§ Problem
Search string "files": state how many lines in the material below contain it, and nothing else.

§ Data
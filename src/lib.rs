//! moveit-merge: fold several git repositories into one
//!
//! Each source repository's history is pulled into a shared destination
//! repository, rewritten so its files live under a subdirectory named after
//! the repository, and merged. One destination branch is built per target
//! branch, and shared template files are committed on top.

pub mod config;
pub mod consolidate;
pub mod error;
pub mod exec;
pub mod files;
pub mod git;
pub mod progress;
pub mod types;
//! External command execution
//!
//! Every git operation goes through a [`CommandRunner`], so the orchestration
//! logic can be exercised against a fake runner in tests.

mod system;

pub use system::SystemRunner;

use crate::error::Result;
use std::path::{Path, PathBuf};

/// One external command to run
#[derive(Debug, Clone, PartialEq, Eq)]
pub struct Invocation {
    /// Program to execute
    pub program: String,
    /// Arguments, passed verbatim
    pub args: Vec<String>,
    /// Directory to run in
    pub cwd: PathBuf,
    /// Extra environment variables for this invocation only
    pub envs: Vec<(String, String)>,
}

impl Invocation {
    /// Build an invocation of `program` in `cwd`
    pub fn new<I, S>(program: &str, cwd: &Path, args: I) -> Self
    where
        I: IntoIterator<Item = S>,
        S: Into<String>,
    {
        Self {
            program: program.to_string(),
            args: args.into_iter().map(Into::into).collect(),
            cwd: cwd.to_path_buf(),
            envs: Vec::new(),
        }
    }

    /// Build a `git` invocation in `cwd`
    pub fn git<I, S>(cwd: &Path, args: I) -> Self
    where
        I: IntoIterator<Item = S>,
        S: Into<String>,
    {
        Self::new("git", cwd, args)
    }

    /// Add an environment variable
    #[must_use]
    pub fn env(mut self, key: impl Into<String>, value: impl Into<String>) -> Self {
        self.envs.push((key.into(), value.into()));
        self
    }

    /// Program and arguments as one list
    pub fn argv(&self) -> Vec<&str> {
        std::iter::once(self.program.as_str())
            .chain(self.args.iter().map(String::as_str))
            .collect()
    }

    /// Human-readable command line
    pub fn rendered(&self) -> String {
        render_command(&self.argv())
    }
}

/// Render a command line for display, single-quoting arguments that contain whitespace
pub fn render_command<S: AsRef<str>>(argv: &[S]) -> String {
    argv.iter()
        .map(|arg| {
            let arg = arg.as_ref();
            if arg.chars().any(char::is_whitespace) {
                format!("'{arg}'")
            } else {
                arg.to_string()
            }
        })
        .collect::<Vec<_>>()
        .join(" ")
}

/// Runs external commands, failing on non-zero exit
///
/// Implementations block until the command finishes. A non-zero exit must
/// surface as [`Error::CommandFailed`](crate::error::Error::CommandFailed).
pub trait CommandRunner {
    /// Run one command to completion
    fn run(&self, invocation: &Invocation) -> Result<()>;
}

impl<T: CommandRunner + ?Sized> CommandRunner for &T {
    fn run(&self, invocation: &Invocation) -> Result<()> {
        (**self).run(invocation)
    }
}
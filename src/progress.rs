//! Progress reporting for a consolidation run

use crate::error::Result;
use std::path::Path;
use std::time::Duration;

/// Receives status updates from the orchestrator
///
/// The CLI prints these; library callers and tests can ignore them with
/// [`NoopProgress`].
pub trait Progress {
    /// A new phase of the run started
    fn on_phase(&self, message: &str);

    /// A step within the current phase
    fn on_step(&self, message: &str);

    /// Something unexpected that doesn't stop the run
    fn on_warning(&self, message: &str);

    /// Called before a leftover directory is deleted
    ///
    /// Returning an error aborts the run. The default waits `delay` so the
    /// operator has a chance to interrupt.
    fn confirm_removal(&self, _path: &Path, delay: Duration) -> Result<()> {
        std::thread::sleep(delay);
        Ok(())
    }

    /// Instructions for the operator once the run is complete
    fn on_complete(&self, guidance: &[String]);
}

/// Progress sink that discards everything
#[derive(Debug, Clone, Copy, Default)]
pub struct NoopProgress;

impl Progress for NoopProgress {
    fn on_phase(&self, _: &str) {}
    fn on_step(&self, _: &str) {}
    fn on_warning(&self, _: &str) {}
    fn on_complete(&self, _: &[String]) {}
}
//! CLI front-end

mod consolidate;
pub mod style;

pub use consolidate::{RunOptions, run_consolidate};

use anstream::{eprintln, println};
use dialoguer::Confirm;
use indicatif::ProgressBar;
use moveit_merge::error::{Error, Result};
use moveit_merge::progress::Progress;
use std::path::Path;
use std::time::Duration;
use style::{Stylize, check, spinner_style};

/// Console progress reporter
#[derive(Debug, Clone, Copy, Default)]
pub struct CliProgress {
    /// Ask before removing leftover directories instead of waiting
    pub confirm: bool,
}

impl Progress for CliProgress {
    fn on_phase(&self, message: &str) {
        println!();
        println!("{} {}", "==>".accent(), message.emphasis());
    }

    fn on_step(&self, message: &str) {
        println!("{} {message}", "==>".accent());
    }

    fn on_warning(&self, message: &str) {
        eprintln!("{} {message}", "Warning!".warn());
    }

    fn confirm_removal(&self, path: &Path, delay: Duration) -> Result<()> {
        if self.confirm {
            let proceed = Confirm::new()
                .with_prompt(format!("Remove '{}'?", path.display()))
                .default(false)
                .interact()
                .map_err(|e| Error::Aborted(format!("failed to read confirmation: {e}")))?;
            if !proceed {
                return Err(Error::Aborted(format!(
                    "'{}' left in place",
                    path.display()
                )));
            }
            return Ok(());
        }

        let spinner = ProgressBar::new_spinner();
        spinner.set_style(spinner_style());
        spinner.set_message(format!(
            "Removing {} in {}s (Ctrl-C to stop)...",
            path.display().accent(),
            delay.as_secs()
        ));
        spinner.enable_steady_tick(Duration::from_millis(80));
        std::thread::sleep(delay);
        spinner.finish_with_message(format!("{} Removed {}", check(), path.display().accent()));
        Ok(())
    }

    fn on_complete(&self, guidance: &[String]) {
        println!();
        println!("{}", "Repository complete.".success());
        println!("Add a remote and push the branches like this:");
        println!();
        for line in guidance {
            println!("{line}");
        }
    }
}
//! Compiled-in consolidation plan
//!
//! The MoveIt repositories and ROS distributions this tool was written for.
//! Edit these constants to consolidate a different set of repositories.

use crate::types::{BranchDescriptor, GitCompat, MergePlan, RepoDescriptor, ScratchClone};
use std::path::Path;
use std::time::Duration;

/// Repositories in merge order; `None` marks the scratch-backed repository
pub const REPOS: &[(&str, Option<&str>)] = &[
    (
        "moveit_commander",
        Some("http://github.com/ros-planning/moveit_commander.git"),
    ),
    (
        "moveit_core",
        Some("http://github.com/ros-planning/moveit_core.git"),
    ),
    (
        "moveit_ros",
        Some("http://github.com/ros-planning/moveit_ros.git"),
    ),
    (
        "moveit_planners",
        Some("http://github.com/ros-planning/moveit_planners.git"),
    ),
    (
        "moveit_ikfast",
        Some("http://github.com/ros-planning/moveit_ikfast.git"),
    ),
    (
        "moveit_plugins",
        Some("http://github.com/ros-planning/moveit_plugins.git"),
    ),
    (
        "moveit_setup_assistant",
        Some("http://github.com/ros-planning/moveit_setup_assistant.git"),
    ),
    ("moveit_experimental", None),
];

/// `(branch, distro)` pairs in processing order
pub const BRANCHES: &[(&str, &str)] = &[
    ("indigo-devel", "indigo"),
    ("jade-devel", "jade"),
    ("kinetic-devel", "kinetic"),
];

/// Repository that has to be cloned and branched before it can be merged
pub const SCRATCH_NAME: &str = "moveit_experimental";

/// Where the scratch repository is cloned from
pub const SCRATCH_URL: &str = "http://github.com/ros-planning/moveit_experimental.git";

/// Destination directory for the merged repository
pub const DESTINATION: &str = "moveit";

/// Branch a fresh `git init` is pointed at
pub const DEFAULT_BRANCH: &str = "master";

/// Set for git older than 2.9 (e.g. Ubuntu 16.04)
pub const LEGACY_GIT: bool = false;

/// Name of the template directory next to the working directory
pub const TEMPLATE_DIR: &str = "template";

/// Grace period before a leftover directory is removed
pub const REMOVAL_DELAY: Duration = Duration::from_secs(5);

/// Build the compiled-in plan rooted at `workdir`
pub fn default_plan(workdir: &Path) -> MergePlan {
    let repos = REPOS
        .iter()
        .map(|(name, addr)| match addr {
            Some(addr) => RepoDescriptor::new(*name, *addr),
            None => RepoDescriptor::scratch(*name),
        })
        .collect();

    let branches = BRANCHES
        .iter()
        .map(|(name, distro)| BranchDescriptor::new(*name, *distro))
        .collect();

    MergePlan {
        repos,
        branches,
        scratch: Some(ScratchClone {
            name: SCRATCH_NAME.to_string(),
            url: SCRATCH_URL.to_string(),
            dir: SCRATCH_NAME.to_string(),
        }),
        destination: DESTINATION.to_string(),
        default_branch: DEFAULT_BRANCH.to_string(),
        git_compat: if LEGACY_GIT {
            GitCompat::Legacy
        } else {
            GitCompat::Modern
        },
        template_dir: workdir.join(TEMPLATE_DIR),
        removal_delay: REMOVAL_DELAY,
    }
}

§ Output for this exercise
3